Not all writing takes place on paper

Not all writing takes place on paper
write to be remembered

Wednesday, January 23, 2013

Forgiveness

            I am learning more everyday that one of the most important things in life and especially in being a Mother is forgiveness.  I'm not perfect and I’m never going to be in this life.  I have to be okay with that.

I have to forgive myself for having a bad moment when I yelled at my kids.

I have to forgive myself for having a bad hour when I put on another movie for my kids and went back to bed…or when I locked them out of my room so I could take a bath in peace.

I have to forgive myself for having a bad day when we didn’t leave the house, or even get dressed, or accomplish anything at all.

I have to forgive myself for having a bad week when my bad day turned into seven in a row.

Instead I have to focus on my good moment when I didn’t yell at my son, but calmly asked him for the umpteenth time to put his shoes away or brush his teeth.

I have to focus on my good hour when I began teaching my daughter to read.

I have to focus on my good day when I got all of us dressed, the house clean, errands ran, went to the gym, and played with my kids—I ignore the fact that we weren’t wearing matching clothes, the laundry is still in the washer, I forgot the main thing I went to the store for, my husband made dinner-Again!  And playing with the kids and making dinner messed up the house I spent hours cleaning…that’s just life!

I have to forget and forgive myself practically every moment of every day because I’m just a mom.  But I’m a mom that gets out of bed everyday—even if it’s at 9 or 10 am sometimes.  I’m a mom that adores her children even when they ignore me.  I’m a mom that teaches her children they can and should be better than their mother.  I’m a mom that tries and tried and tries again because that’s how much I fail, but I will NEVER give up—that’s just NOT what mom’s do.

I forgive myself all day until late at night when everyone else is sound asleep I beg my Heavenly Father to forgive me and ‘Please, PLEASE help me to be a better mother.  Help me to stop yelling—I can’t do it on my own.  Help me prioritize and do the essential first.  Please help my children know I love them especially when I’m not showing it as I should.  And Father, please help my children not remember all my bad, but remember the good.  But if they must remember some of my bad, please, PLEASE help them to forgive me too!

Wednesday, January 16, 2013

Inspiration is the currency of life

Inspiration is a gift--the highest and greatest which must be received, acknowledged, and shared or it will be lost.

I write because I'm inspired.  I'm inspired because I seek truth.  Truth is the currency of life--the more one possesses the more inspired they will be.  Inspiration is the key to every development, every technology, idea, conquest, victory and accomplishment.  Inspiration weaves truth into our lives.

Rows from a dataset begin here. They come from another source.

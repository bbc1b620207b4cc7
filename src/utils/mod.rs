//! Browser-side implementations of the core traits and DOM helpers.
//!
//! Provides:
//! - [`WebContainerRuntime`] - Sandboxed runtime over the WebContainer API
//! - [`HttpTransport`] - Readiness probe transport over the Fetch API
//! - [`BrowserUpload`] - Upload source wrapping a picked `File`
//! - [`logger`] - `log` backend writing to the browser console

pub mod dom;
mod fetch;
pub mod logger;
mod webcontainer;

pub use dom::BrowserUpload;
pub use fetch::HttpTransport;
pub use webcontainer::WebContainerRuntime;
use serde::{Deserialize, Serialize};
use std::ops::{Add, AddAssign, Div, Mul, Neg, Sub};

/// A simple 2D vector struct.
#[derive(Debug, Copy, Clone, PartialEq, Serialize, Deserialize)]
pub struct Vec2 {
    pub x: f32,
    pub y: f32,
}

impl Vec2 {
    /// Creates a new Vec2.
    pub fn new(x: f32, y: f32) -> Self {
        Vec2 { x, y }
    }

    /// Creates a zero vector.
    pub fn zero() -> Self {
        Vec2 { x: 0.0, y: 0.0 }
    }

    /// Calculates the squared length (magnitude) of the vector.
    pub fn length_squared(&self) -> f32 {
        self.x * self.x + self.y * self.y
    }

    /// Calculates the length (magnitude) of the vector.
    pub fn length(&self) -> f32 {
        self.length_squared().sqrt()
    }

    /// Calculates the dot product with another vector.
    pub fn dot(&self, other: Vec2) -> f32 {
        self.x * other.x + self.y * other.y
    }

    /// Calculates the squared distance to another vector (point).
    pub fn distance_squared(&self, other: Vec2) -> f32 {
        let dx = self.x - other.x;
        let dy = self.y - other.y;
        dx * dx + dy * dy
    }

    /// Calculates the distance to another vector (point).
    pub fn distance(&self, other: Vec2) -> f32 {
        self.distance_squared(other).sqrt()
    }

    /// True when both components are finite.
    pub fn is_finite(&self) -> bool {
        self.x.is_finite() && self.y.is_finite()
    }
}

impl From<[f32; 2]> for Vec2 {
    fn from(v: [f32; 2]) -> Self {
        Vec2::new(v[0], v[1])
    }
}

// Implement standard operators for convenience
impl Add for Vec2 {
    type Output = Self;
    fn add(self, other: Self) -> Self {
        Self { x: self.x + other.x, y: self.y + other.y }
    }
}

impl AddAssign for Vec2 {
    fn add_assign(&mut self, other: Self) {
        self.x += other.x;
        self.y += other.y;
    }
}

impl Sub for Vec2 {
    type Output = Self;
    fn sub(self, other: Self) -> Self {
        Self { x: self.x - other.x, y: self.y - other.y }
    }
}

impl Neg for Vec2 {
    type Output = Self;
    fn neg(self) -> Self {
        Self { x: -self.x, y: -self.y }
    }
}

impl Mul<f32> for Vec2 {
    type Output = Self;
    fn mul(self, scalar: f32) -> Self {
        Self { x: self.x * scalar, y: self.y * scalar }
    }
}

impl Mul<Vec2> for f32 {
    type Output = Vec2;
    fn mul(self, v: Vec2) -> Vec2 {
        v * self
    }
}

impl Div<f32> for Vec2 {
    type Output = Self;
    fn div(self, scalar: f32) -> Self {
        // No zero check; callers dividing by a squared distance own that case.
        Self { x: self.x / scalar, y: self.y / scalar }
    }
}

It is not answers I seek, but understanding.  I seek to understand as well as to be understood.  I wish to share myself openly and honestly without shame or ridicule.  I desire to know and understand without fear of rejection.

Writing is never easy for it requires reveling a part of yourself that can not be seen any other way.  If its not vulnerable it's not real.

We all fear the mundane, the average, being forgotten.  We want to matter--we NEED to matter--somewhere, sometime, to someone.  The degree to which we matter is the quest--the endeavor we pursue recklessly throughout our lives.  The path we take in this pursuit is the one which determines the outcome.  The course evolves step by step.  No path, no destination is the same.

What shall win the battle for my soul--my mind or my heart, the light or the dark, fear or faith, ME or me?